O juiz federal Luís Praxedes Vieira da Silva vai analisar o pedido e decidirá se aprova a antecipação de tutela (antecipação de sentença) e suspende imediatamente as vendas ou se dá um prazo para as partes se manifestarem. Não foi determinado o prazo para que o juiz se pronuncie.

A Ação Civil Pública é de autoria da procuradora da República, Nilce Cunha. “Pedimos a suspensão porque, enquanto não houver uma iniciativa das operadas para estruturar melhor as vendas, o serviço vai continuar precário”, argumentou Nilce.
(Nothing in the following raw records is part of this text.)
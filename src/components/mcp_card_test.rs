use super::*;

#[test]
fn badge_class_flips_with_status() {
    assert_eq!(
        badge_class(McpStatus::Connected),
        "mcp-card__badge mcp-card__badge--connected"
    );
    assert_eq!(
        badge_class(McpStatus::Disconnected),
        "mcp-card__badge mcp-card__badge--disconnected"
    );
}

#[test]
fn action_class_flips_with_status() {
    assert_eq!(action_class(McpStatus::Connected), "btn btn--danger");
    assert_eq!(action_class(McpStatus::Disconnected), "btn btn--positive");
}
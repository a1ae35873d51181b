#[cfg(test)]
#[path = "mcp_test.rs"]
mod mcp_test;

/// Connection status of an MCP device.
#[derive(Clone, Copy, Debug, PartialEq, Eq, serde::Serialize, serde::Deserialize)]
#[serde(rename_all = "lowercase")]
pub enum McpStatus {
    Connected,
    Disconnected,
}

impl McpStatus {
    /// Badge label shown on the device card.
    pub fn label(self) -> &'static str {
        match self {
            Self::Connected => "Connected",
            Self::Disconnected => "Disconnected",
        }
    }

    /// Label for the card's connect/disconnect action button.
    pub fn action_label(self) -> &'static str {
        match self {
            Self::Connected => "Disconnect",
            Self::Disconnected => "Connect",
        }
    }
}

/// Site category an MCP device belongs to.
#[derive(Clone, Copy, Debug, Default, PartialEq, Eq, serde::Serialize, serde::Deserialize)]
#[serde(rename_all = "lowercase")]
pub enum McpType {
    #[default]
    Production,
    Logistics,
    Office,
    Other,
}

impl McpType {
    /// Display label for the device card and form options.
    pub fn label(self) -> &'static str {
        match self {
            Self::Production => "Production",
            Self::Logistics => "Logistics",
            Self::Office => "Office",
            Self::Other => "Other",
        }
    }

    /// Wire value used by the registration form's `<select>`.
    pub fn as_str(self) -> &'static str {
        match self {
            Self::Production => "production",
            Self::Logistics => "logistics",
            Self::Office => "office",
            Self::Other => "other",
        }
    }

    /// Parse a form option value. Anything unrecognized maps to `Other`.
    pub fn parse(value: &str) -> Self {
        match value {
            "production" => Self::Production,
            "logistics" => Self::Logistics,
            "office" => Self::Office,
            _ => Self::Other,
        }
    }
}

/// A managed connection point tracked by the console.
#[derive(Clone, Debug, PartialEq, Eq, serde::Serialize, serde::Deserialize)]
pub struct Mcp {
    pub id: String,
    pub name: String,
    pub location: String,
    pub status: McpStatus,
    #[serde(rename = "type")]
    pub kind: McpType,
}

/// The ephemeral record constructed by the registration form.
///
/// Never persisted anywhere: it is logged, acknowledged, and dropped.
#[derive(Clone, Debug, PartialEq, Eq, serde::Serialize, serde::Deserialize)]
pub struct NewMcp {
    pub name: String,
    pub location: String,
    #[serde(rename = "type")]
    pub kind: McpType,
}

/// Fixed sample collection shown by the list page.
///
/// Reconstructed on every render; there is no process-wide store, so
/// registered devices never show up here.
pub fn sample_mcps() -> Vec<Mcp> {
    vec![
        Mcp {
            id: "1".to_owned(),
            name: "Line MCP".to_owned(),
            location: "Factory A".to_owned(),
            status: McpStatus::Connected,
            kind: McpType::Production,
        },
        Mcp {
            id: "2".to_owned(),
            name: "Logistics MCP".to_owned(),
            location: "Warehouse B".to_owned(),
            status: McpStatus::Disconnected,
            kind: McpType::Logistics,
        },
        Mcp {
            id: "3".to_owned(),
            name: "Office MCP".to_owned(),
            location: "HQ 3rd Floor".to_owned(),
            status: McpStatus::Connected,
            kind: McpType::Office,
        },
    ]
}
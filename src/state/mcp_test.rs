use super::*;

// =============================================================
// McpStatus labels
// =============================================================

#[test]
fn status_labels() {
    assert_eq!(McpStatus::Connected.label(), "Connected");
    assert_eq!(McpStatus::Disconnected.label(), "Disconnected");
}

#[test]
fn action_label_flips_with_status() {
    assert_eq!(McpStatus::Connected.action_label(), "Disconnect");
    assert_eq!(McpStatus::Disconnected.action_label(), "Connect");
}

// =============================================================
// McpType
// =============================================================

#[test]
fn type_default_is_production() {
    assert_eq!(McpType::default(), McpType::Production);
}

#[test]
fn type_labels() {
    assert_eq!(McpType::Production.label(), "Production");
    assert_eq!(McpType::Logistics.label(), "Logistics");
    assert_eq!(McpType::Office.label(), "Office");
    assert_eq!(McpType::Other.label(), "Other");
}

#[test]
fn type_parse_round_trips_option_values() {
    for kind in [
        McpType::Production,
        McpType::Logistics,
        McpType::Office,
        McpType::Other,
    ] {
        assert_eq!(McpType::parse(kind.as_str()), kind);
    }
}

#[test]
fn type_parse_unknown_falls_back_to_other() {
    assert_eq!(McpType::parse("warehouse"), McpType::Other);
    assert_eq!(McpType::parse(""), McpType::Other);
}

// =============================================================
// Sample data
// =============================================================

#[test]
fn sample_mcps_has_three_entries_in_source_order() {
    let mcps = sample_mcps();
    assert_eq!(mcps.len(), 3);
    assert_eq!(
        mcps.iter().map(|m| m.id.as_str()).collect::<Vec<_>>(),
        ["1", "2", "3"]
    );
}

#[test]
fn sample_mcps_statuses_and_kinds() {
    let mcps = sample_mcps();
    assert_eq!(mcps[0].status, McpStatus::Connected);
    assert_eq!(mcps[0].kind, McpType::Production);
    assert_eq!(mcps[1].status, McpStatus::Disconnected);
    assert_eq!(mcps[1].kind, McpType::Logistics);
    assert_eq!(mcps[2].status, McpStatus::Connected);
    assert_eq!(mcps[2].kind, McpType::Office);
}

// =============================================================
// Serialization
// =============================================================

#[test]
fn mcp_serializes_kind_under_type_key() {
    let mcp = &sample_mcps()[0];
    let value = serde_json::to_value(mcp).unwrap();
    assert_eq!(
        value,
        serde_json::json!({
            "id": "1",
            "name": "Line MCP",
            "location": "Factory A",
            "status": "connected",
            "type": "production",
        })
    );
}

#[test]
fn mcp_deserializes_from_wire_shape() {
    let mcp: Mcp = serde_json::from_str(
        r#"{"id":"9","name":"Dock MCP","location":"Pier 4","status":"disconnected","type":"logistics"}"#,
    )
    .unwrap();
    assert_eq!(mcp.status, McpStatus::Disconnected);
    assert_eq!(mcp.kind, McpType::Logistics);
}
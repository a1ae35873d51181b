#[cfg(test)]
#[path = "register_test.rs"]
mod register_test;

use super::mcp::{McpType, NewMcp};

/// Local editable state for the registration form.
///
/// Held in a page-local `RwSignal`; nothing here outlives the page.
#[derive(Clone, Debug, Default, PartialEq, Eq)]
pub struct RegisterForm {
    pub name: String,
    pub location: String,
    pub kind: McpType,
}

/// Tagged per-field update for [`RegisterForm`].
///
/// One message per field instead of a generic key/value setter, so an
/// edit can never touch a field it was not aimed at.
#[derive(Clone, Debug, PartialEq, Eq)]
pub enum FormPatch {
    Name(String),
    Location(String),
    Kind(McpType),
}

impl RegisterForm {
    /// Apply a single-field patch, leaving the other fields untouched.
    pub fn apply(&mut self, patch: FormPatch) {
        match patch {
            FormPatch::Name(name) => self.name = name,
            FormPatch::Location(location) => self.location = location,
            FormPatch::Kind(kind) => self.kind = kind,
        }
    }

    /// Snapshot the current field values into a registration record.
    pub fn record(&self) -> NewMcp {
        NewMcp {
            name: self.name.clone(),
            location: self.location.clone(),
            kind: self.kind,
        }
    }
}
//! Navdrawer - a terminal application shell with a navigation drawer.
//!
//! A top bar with a menu toggle, a drawer that slides in from the left and
//! lists four destinations, and a content area showing the active screen.
//!
//! # Features
//!
//! - Closed set of routes, so an unknown destination cannot be requested
//! - Drawer slides that hand back a future resolving when they settle
//! - Keyboard and mouse input
//! - Headless snapshots of a single frame
//!
//! # Example
//!
//! ```
//! use navdrawer::app::App;
//! use navdrawer::config::ShellConfig;
//! use navdrawer::router::Route;
//!
//! let mut app = App::new(ShellConfig::default());
//! app.toggle_drawer();
//! app.activate(3);
//!
//! assert_eq!(app.router.active(), Route::Settings);
//! assert!(app.drawer.is_closed());
//! ```

#![warn(
    missing_docs,
    missing_debug_implementations,
    rust_2018_idioms,
    unreachable_pub
)]
#![deny(unsafe_code)]

pub mod app;
pub mod config;
pub mod drawer;
pub mod error;
pub mod input;
pub mod router;
pub mod ui;

pub use error::{Result, ShellError};
//! Drawer panel rendering.

use ratatui::{
    buffer::Buffer,
    layout::Rect,
    style::{Modifier, Style},
    text::{Line, Span},
    widgets::{Block, Borders, Clear, List, ListItem, Widget},
};

use super::ThemeColors;
use crate::drawer::{MenuCursor, MENU};
use crate::router::Route;

/// The drawer panel, sliding in from the left edge.
#[derive(Debug)]
pub struct DrawerPanel<'a> {
    cursor: MenuCursor,
    active: Route,
    /// Size of the panel when fully open.
    full: Rect,
    colors: &'a ThemeColors,
}

impl<'a> DrawerPanel<'a> {
    /// Panel of size `full`, highlighting `cursor` and marking `active`.
    pub fn new(cursor: MenuCursor, active: Route, full: Rect, colors: &'a ThemeColors) -> Self {
        Self {
            cursor,
            active,
            full,
            colors,
        }
    }

    fn render_full(&self, area: Rect, buf: &mut Buffer) {
        let items: Vec<ListItem<'_>> = MENU
            .iter()
            .enumerate()
            .map(|(idx, entry)| {
                let marker = if entry.route == self.active { "•" } else { " " };
                let line = Line::from(vec![
                    Span::raw(format!(" {} ", entry.icon.glyph())),
                    Span::raw(entry.label),
                    Span::raw(format!(" {}", marker)),
                ]);

                let style = if idx == self.cursor.index() {
                    self.colors.highlight_style()
                } else {
                    Style::default()
                };

                ListItem::new(line).style(style)
            })
            .collect();

        let list = List::new(items).block(
            Block::default()
                .title(Span::styled(" Menu ", Style::default().add_modifier(Modifier::BOLD)))
                .borders(Borders::ALL)
                .border_style(self.colors.accent_style()),
        );

        list.render(area, buf);
    }
}

impl Widget for DrawerPanel<'_> {
    /// Renders only the rightmost `area.width` columns of the full panel,
    /// so a partly open drawer looks pushed in from the edge.
    fn render(self, area: Rect, buf: &mut Buffer) {
        if area.is_empty() {
            return;
        }

        let full = Rect::new(0, 0, self.full.width.max(area.width), area.height);
        let mut panel = Buffer::empty(full);
        self.render_full(full, &mut panel);

        Clear.render(area, buf);
        let skip = full.width - area.width;
        for y in 0..area.height {
            for x in 0..area.width {
                let src = panel.cell((skip + x, y));
                let dst = buf.cell_mut((area.x + x, area.y + y));
                if let (Some(src), Some(dst)) = (src, dst) {
                    *dst = src.clone();
                }
            }
        }
    }
}

#[cfg(test)]
mod tests {
    use super::*;

    fn row_text(buf: &Buffer, y: u16) -> String {
        (0..buf.area.width)
            .filter_map(|x| buf.cell((x, y)).map(|cell| cell.symbol().to_string()))
            .collect()
    }

    fn render(width: u16, cursor: MenuCursor) -> Buffer {
        let colors = ThemeColors::default();
        let full = Rect::new(0, 0, 20, 7);
        let area = Rect::new(0, 0, width, 7);
        let mut buf = Buffer::empty(Rect::new(0, 0, 20, 7));
        DrawerPanel::new(cursor, Route::Profile, full, &colors).render(area, &mut buf);
        buf
    }

    #[test]
    fn lists_entries_in_order() {
        let buf = render(20, MenuCursor::default());
        assert!(row_text(&buf, 0).contains("Menu"));
        for (row, entry) in MENU.iter().enumerate() {
            assert!(row_text(&buf, row as u16 + 1).contains(entry.label));
        }
    }

    #[test]
    fn marks_active_route() {
        let buf = render(20, MenuCursor::default());
        assert!(row_text(&buf, 2).contains("Profile •"));
        assert!(!row_text(&buf, 1).contains('•'));
    }

    #[test]
    fn highlights_cursor_row() {
        let mut cursor = MenuCursor::default();
        cursor.down();
        let buf = render(20, cursor);
        let colors = ThemeColors::default();
        assert_eq!(buf.cell((5, 2)).map(|cell| cell.bg), Some(colors.primary));
        assert_ne!(buf.cell((5, 1)).map(|cell| cell.bg), Some(colors.primary));
    }

    #[test]
    fn partial_panel_shows_right_edge() {
        let buf = render(4, MenuCursor::default());
        // The right border is the last column of the visible slice.
        assert_eq!(buf.cell((3, 3)).map(|cell| cell.symbol()), Some("│"));
        // Nothing is drawn past the visible slice.
        assert_eq!(buf.cell((4, 3)).map(|cell| cell.symbol()), Some(" "));
    }
}
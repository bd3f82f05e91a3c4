//! Placeholder screen rendering.

use ratatui::{
    buffer::Buffer,
    layout::Rect,
    style::{Color, Style},
    widgets::{Block, Padding, Paragraph, Widget},
};

use crate::router::ScreenConfig;

/// A full-bleed surface with one label.
#[derive(Debug, Clone, Copy)]
pub struct Screen<'a> {
    config: &'a ScreenConfig,
}

impl<'a> Screen<'a> {
    /// Screen widget for `config`.
    pub fn new(config: &'a ScreenConfig) -> Self {
        Self { config }
    }
}

impl Widget for Screen<'_> {
    fn render(self, area: Rect, buf: &mut Buffer) {
        let block = Block::default()
            .padding(Padding::new(2, 2, 1, 1))
            .style(Style::default().bg(self.config.background));

        Paragraph::new(self.config.label)
            .style(Style::default().fg(Color::Black))
            .block(block)
            .render(area, buf);
    }
}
Foi sugerido o prazo de 90 dias para que sejam apresentados planos de melhoria no serviço. Dois anos é o período para as medidas entrarem em vigor. O MPF exige ainda detalhamento dos valores que serão impostos junto das medidas pretendidas. A procuradora explica que “a ação é para fazer com que, através da Justiça, as operadoras prestem melhores serviços e que correspondam às expectativas dos seus consumidores”.

Operadoras

O POVO entrou em contato com as operadoras citadas na Ação Civil Pública. As quatro companhias disseram não terem sido notificadas oficialmente. A Vivo disse, por telefone, que houve um engano e não está na ação.

Além do que a Claro e a Oi disseram sobre não terem sido notificadas, a TIM enviou: “A TIM já se coloca à disposição do Ministério Público Federal para prestar os esclarecimentos necessários”.